Gears of War: Ultimate Edition isn’t without its flaws, of course, especially on the technical side. Even with the storyline, score, and character designs incredibly preserved, the game still falls victim to the inevitable Day 1 patch upon launch. I encountered one or two glitches in the game, including one where Dom just sits behind cover shooting at invisible enemies. I had to stand there waiting for my pal to finish exterminating Force ghosts before we could progress. I also encountered a few instances of pop-in in the mine chapters of the game.
My biggest problem with Ultimate Edition was an issue with the Lancer’s chainsaw, which I found to be a lot less responsive than the original. Pressing down on the B button doesn’t immediately cue the sweet sound of chainsaw. Instead, the weapon takes a second or two to respond, which got me killed in a couple of instances.

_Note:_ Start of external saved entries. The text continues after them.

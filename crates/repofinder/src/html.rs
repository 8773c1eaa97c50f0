//! Minimal HTML helpers shared by the page renderers

use crate::strings;

/// Escape text for use in element content and double-quoted attributes
pub fn escape(text: &str) -> String {
    let mut out = String::with_capacity(text.len());
    for c in text.chars() {
        match c {
            '&' => out.push_str("&amp;"),
            '<' => out.push_str("&lt;"),
            '>' => out.push_str("&gt;"),
            '"' => out.push_str("&quot;"),
            '\'' => out.push_str("&#39;"),
            _ => out.push(c),
        }
    }
    out
}

/// Wrap a rendered body into a standalone document
pub fn document(body: &str) -> String {
    format!(
        "<!DOCTYPE html>\n<html lang=\"ar\" dir=\"rtl\">\n<head>\n<meta charset=\"utf-8\">\n\
         <meta name=\"viewport\" content=\"width=device-width, initial-scale=1\">\n\
         <title>{title}</title>\n<style>{style}</style>\n</head>\n<body>\n{body}\n</body>\n</html>\n",
        title = escape(strings::APP_TITLE),
        style = STYLE,
        body = body
    )
}

const STYLE: &str = "\
body{font-family:system-ui,sans-serif;margin:0;background:#f8fafc}\
header{background:#1e293b;color:#fff;padding:1.5rem;text-align:center}\
main{max-width:72rem;margin:0 auto;padding:2rem 1rem}\
form{display:flex;gap:.5rem}\
.grid{display:grid;grid-template-columns:repeat(auto-fill,minmax(18rem,1fr));gap:1rem}\
.card{background:#fff;border-radius:.5rem;box-shadow:0 1px 3px #0002;display:flex;flex-direction:column}\
.card img{width:2.5rem;height:2.5rem;border-radius:50%}\
.badge{font-size:.75rem;padding:.25rem .5rem;border-radius:1rem;background:#e0e7ff}\
.spinner{display:inline-block;width:1rem;height:1rem;border:2px solid currentColor;border-top-color:transparent;border-radius:50%}\
.toast.destructive{color:#b91c1c}";
//! Fixed display strings

pub const APP_TITLE: &str = "باحث مشاريع GitHub";
pub const SEARCH_LABEL: &str = "ابحث عن مشاريع";
pub const SEARCH_PLACEHOLDER: &str = "أدخل اسم المشروع أو الكلمات المفتاحية...";
pub const SEARCH_BUTTON: &str = "بحث";
pub const SEARCH_BUTTON_BUSY: &str = "جاري البحث...";

pub const RESULTS_HEADER: &str = "نتائج البحث";

pub const ERROR_TITLE: &str = "خطأ";
pub const EMPTY_QUERY: &str = "الرجاء إدخال كلمات البحث";
pub const NO_RESULTS_TITLE: &str = "لا توجد نتائج";
pub const NO_RESULTS: &str = "لم يتم العثور على مشاريع مطابقة لبحثك";
pub const SEARCH_ERROR_TITLE: &str = "خطأ في البحث";
pub const SEARCH_FAILED: &str = "حدث خطأ أثناء البحث";
pub const SEARCH_FAILED_RETRY: &str = "حدث خطأ أثناء البحث، حاول مرة أخرى";

pub const NO_DESCRIPTION: &str = "لا يوجد وصف";
pub const VIEW_PROJECT: &str = "عرض المشروع";
pub const STAR_ICON: &str = "★";

pub const NOT_FOUND_CODE: &str = "404";
pub const NOT_FOUND_TITLE: &str = "الصفحة غير موجودة";
pub const NOT_FOUND_MESSAGE: &str = "عذراً، الصفحة التي تبحث عنها غير موجودة أو تم نقلها.";
pub const BACK_HOME: &str = "العودة للصفحة الرئيسية";
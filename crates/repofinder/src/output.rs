use crate::cli::OutputFormat;
use crate::html;
use crate::not_found::NotFoundView;
use crate::page::SearchPage;
use colored::Colorize;
use search_core::Notification;
use serde::Serialize;

/// Print the search page in the requested format
pub fn output_page(page: &SearchPage<'_>, notifications: Vec<Notification>, format: OutputFormat) {
    match format {
        OutputFormat::Json => {
            if let Ok(json) = serde_json::to_string_pretty(&page.view(notifications)) {
                println!("{}", json);
            }
        }
        OutputFormat::Html => {
            print!("{}", html::document(&page.render_html(&notifications)));
        }
        OutputFormat::Text => {
            // Notifications were already echoed to stderr
            let rendered = page.render_text();
            if !rendered.is_empty() {
                println!("{}", rendered);
            }
        }
    }
}

#[derive(Serialize)]
struct JsonNotFound<'a> {
    status: u16,
    path: &'a str,
    home: &'a str,
}

/// Print the fallback view for an unknown route
pub fn output_not_found(path: &str, format: OutputFormat) {
    let view = NotFoundView::new(path);
    match format {
        OutputFormat::Json => {
            let json = JsonNotFound {
                status: 404,
                path,
                home: view.home_target(),
            };
            if let Ok(json) = serde_json::to_string_pretty(&json) {
                println!("{}", json);
            }
        }
        OutputFormat::Html => print!("{}", html::document(&view.render_html())),
        OutputFormat::Text => println!("{}", view.render_text()),
    }
}

#[derive(Serialize)]
pub struct JsonError {
    pub error: bool,
    pub code: String,
    pub message: String,
}

pub fn output_error(err: &anyhow::Error, format: OutputFormat) {
    let message = match format {
        OutputFormat::Json => {
            let json_err = JsonError {
                error: true,
                code: "error".to_string(),
                message: format!("{:#}", err),
            };
            serde_json::to_string_pretty(&json_err)
                .unwrap_or_else(|_| format!(r#"{{"error": true, "message": "{}"}}"#, err))
        }
        OutputFormat::Text | OutputFormat::Html => {
            format!("{}: {:#}", "Error".red().bold(), err)
        }
    };
    eprintln!("{}", message);
}
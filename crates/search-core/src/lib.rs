pub mod error;
pub mod models;
pub mod traits;

pub use error::{Result, SearchError};
pub use models::*;
pub use traits::{Notifier, RepositorySearch};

I was also a little confounded by the lack of improvements to the AI, which is as dumb as it ever was. Actually, I had to ask someone if the AI of the original game was as bad as the one in the remaster. I don’t remember Delta being this useless. But I guess maybe that’s something The Coalition decided to preserve.
The technical side of a game is always a bit more on display when it comes to remasters, and fans will undoubtedly notice some or all of these flaws. But they’re in no way deal breakers. Like I said, there’s nothing a day 1 patch can’t fix here.
After the rough year Microsoft had with Halo: The Master Chief Collection‘s multiplayer, the company gives us a Gears of War remaster almost completely deserving of the label. At a time when there’s no shortage of last-gen to current-gen ports, this is one remaster I welcome with open arms.